Es war das mittlerweile typische AfD-Vorgehen: Erst wird mal ein Spruch rausgehauen, anschließend wird zurückgerudert. Am Vortrag von AfD-Mann Peter Lutz war inhaltlich nichts auszusetzen – bis er

Es war das mittlerweile typische AfD-Vorgehen: Erst wird mal ein Spruch rausgehauen, anschließend wird zurückgerudert. Am Vortrag von AfD-Mann Peter Lutz war inhaltlich nichts auszusetzen – bis er die Kanzlerin als „oberste Schleuserin“ bezeichnete. Das war völlig unnötig und wurde zurecht gerügt, auch wenn man das in den Reihen der AfD bezweifelt. Dem Grünen Norman Dießner muss die Hutschnur allerdings schon früher geplatzt sein, denn seine wohl formulierte Absage an die Rechtspopulisten hatte er vorab schon getextet.

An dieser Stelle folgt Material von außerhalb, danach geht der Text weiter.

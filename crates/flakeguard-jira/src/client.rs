//! Jira REST v2 client

use std::future::Future;

use async_trait::async_trait;
use reqwest::{Client, RequestBuilder};
use serde::{Deserialize, Serialize};
use serde_json::json;
use tracing::{debug, instrument, warn};

use crate::config::{JiraConfig, FLAKY_TEST_LABEL};
use crate::error::JiraError;
use crate::{NewTicket, Result, Ticket, TicketGateway};

const SEARCH_PAGE_SIZE: u32 = 500;

/// Jira client implementing [`TicketGateway`].
#[derive(Debug, Clone)]
pub struct JiraClient {
    http_client: Client,
    config: JiraConfig,
}

#[derive(Debug, Deserialize)]
struct CreatedIssue {
    id: String,
    key: String,
}

#[derive(Debug, Serialize)]
struct SearchRequest {
    jql: String,
    fields: Vec<&'static str>,
    #[serde(rename = "maxResults")]
    max_results: u32,
}

#[derive(Debug, Deserialize)]
struct SearchResponse {
    #[serde(default)]
    issues: Vec<SearchIssue>,
}

#[derive(Debug, Deserialize)]
struct SearchIssue {
    id: String,
    key: String,
    #[serde(default)]
    fields: SearchFields,
}

#[derive(Debug, Default, Deserialize)]
struct SearchFields {
    #[serde(default)]
    summary: String,
}

impl JiraClient {
    pub fn new(config: JiraConfig) -> Result<Self> {
        let http_client = Client::builder()
            .timeout(config.timeout)
            .user_agent(concat!("flakeguard/", env!("CARGO_PKG_VERSION")))
            .build()?;
        Ok(Self {
            http_client,
            config,
        })
    }

    pub fn config(&self) -> &JiraConfig {
        &self.config
    }

    fn authorize(&self, request: RequestBuilder) -> RequestBuilder {
        match (&self.config.email, &self.config.api_token) {
            (Some(email), Some(token)) => request.basic_auth(email, Some(token)),
            _ => request,
        }
    }

    async fn send(&self, request: RequestBuilder) -> Result<reqwest::Response> {
        let response = self.authorize(request).send().await.map_err(|e| {
            if e.is_timeout() {
                JiraError::Timeout
            } else {
                JiraError::Network(e)
            }
        })?;

        let status = response.status();
        debug!(status = %status, "Received response from Jira");
        if !status.is_success() {
            let body = response.text().await.unwrap_or_default();
            return Err(JiraError::from_status(status.as_u16(), body));
        }
        Ok(response)
    }

    async fn create_inner(&self, ticket: &NewTicket) -> Result<Ticket> {
        let body = json!({
            "fields": {
                "project": { "key": ticket.board },
                "summary": ticket.summary,
                "description": ticket.description,
                "issuetype": { "name": self.config.issue_type },
                "labels": [FLAKY_TEST_LABEL],
            }
        });
        let url = format!("{}/rest/api/2/issue", self.config.base_url);
        let response = self.send(self.http_client.post(url).json(&body)).await?;
        let created: CreatedIssue = response
            .json()
            .await
            .map_err(|e| JiraError::InvalidResponse(e.to_string()))?;

        Ok(Ticket {
            url: self.config.browse_url(&created.key),
            id: created.id,
            key: created.key,
            summary: ticket.summary.clone(),
        })
    }

    async fn search_inner(&self, board: &str) -> Result<Vec<Ticket>> {
        let request = SearchRequest {
            jql: format!(
                "project = \"{}\" AND labels = \"{}\" ORDER BY created DESC",
                board.replace('"', ""),
                FLAKY_TEST_LABEL
            ),
            fields: vec!["summary"],
            max_results: SEARCH_PAGE_SIZE,
        };
        let url = format!("{}/rest/api/2/search", self.config.base_url);
        let response = self.send(self.http_client.post(url).json(&request)).await?;
        let found: SearchResponse = response
            .json()
            .await
            .map_err(|e| JiraError::InvalidResponse(e.to_string()))?;

        Ok(found
            .issues
            .into_iter()
            .map(|issue| Ticket {
                url: self.config.browse_url(&issue.key),
                id: issue.id,
                key: issue.key,
                summary: issue.fields.summary,
            })
            .collect())
    }
}

/// Run `op`, retrying exactly once if `retry` accepts the first failure.
async fn retry_once<T, F, Fut>(
    op_name: &str,
    retry: fn(&JiraError) -> bool,
    mut op: F,
) -> Result<T>
where
    F: FnMut() -> Fut,
    Fut: Future<Output = Result<T>>,
{
    match op().await {
        Err(err) if retry(&err) => {
            warn!(op = op_name, error = %err, "Transient Jira failure, retrying once");
            op().await
        }
        other => other,
    }
}

#[async_trait]
impl TicketGateway for JiraClient {
    #[instrument(skip(self, ticket), fields(board = %ticket.board))]
    async fn create_ticket(&self, ticket: &NewTicket) -> Result<Ticket> {
        // Not idempotent: resend only when nothing reached Jira.
        retry_once("create_ticket", JiraError::is_safe_to_resend, || {
            self.create_inner(ticket)
        })
        .await
    }

    #[instrument(skip(self))]
    async fn find_tickets(&self, board: &str) -> Result<Vec<Ticket>> {
        retry_once("find_tickets", JiraError::is_retryable, || self.search_inner(board)).await
    }
}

Zum Glück aber hat Dießner der AfD nur die Unterstützung für deren Anträge entzogen, nicht die inhaltliche Auseinandersetzung abgebrochen. Die muss man führen, ob es einem nun passt oder nicht. Gar nicht mit der AfD zu reden würde auch bedeuten, einen gewissen Prozentsatz der Bevölkerung auszuschließen. Denn ein Problem, an der es in unserer Gesellschaft krankt, ist, dass wir nicht mehr miteinander diskutieren. Es heißt nur noch: Entweder bist du für mich oder gegen mich. Gutmensch oder Nazi. Punkt. Wir müssen aber wieder versuchen, unseren Gegenüber von unseren Argumenten zu überzeugen und auch dessen Meinung anhören. Ist altmodisch, ich weiß, macht aber mitunter auch Spaß. In der Blase Facebook und über Twitter findet so was nämlich gar nicht statt.

Und die AfD sollte mal aufhören, bei jedem Hauch von Kritik rumzuheulen – wer austeilen kann, muss auch einstecken können. Sich ständig in die Schmollecke zurückzuziehen ist auf Dauer nicht sexy.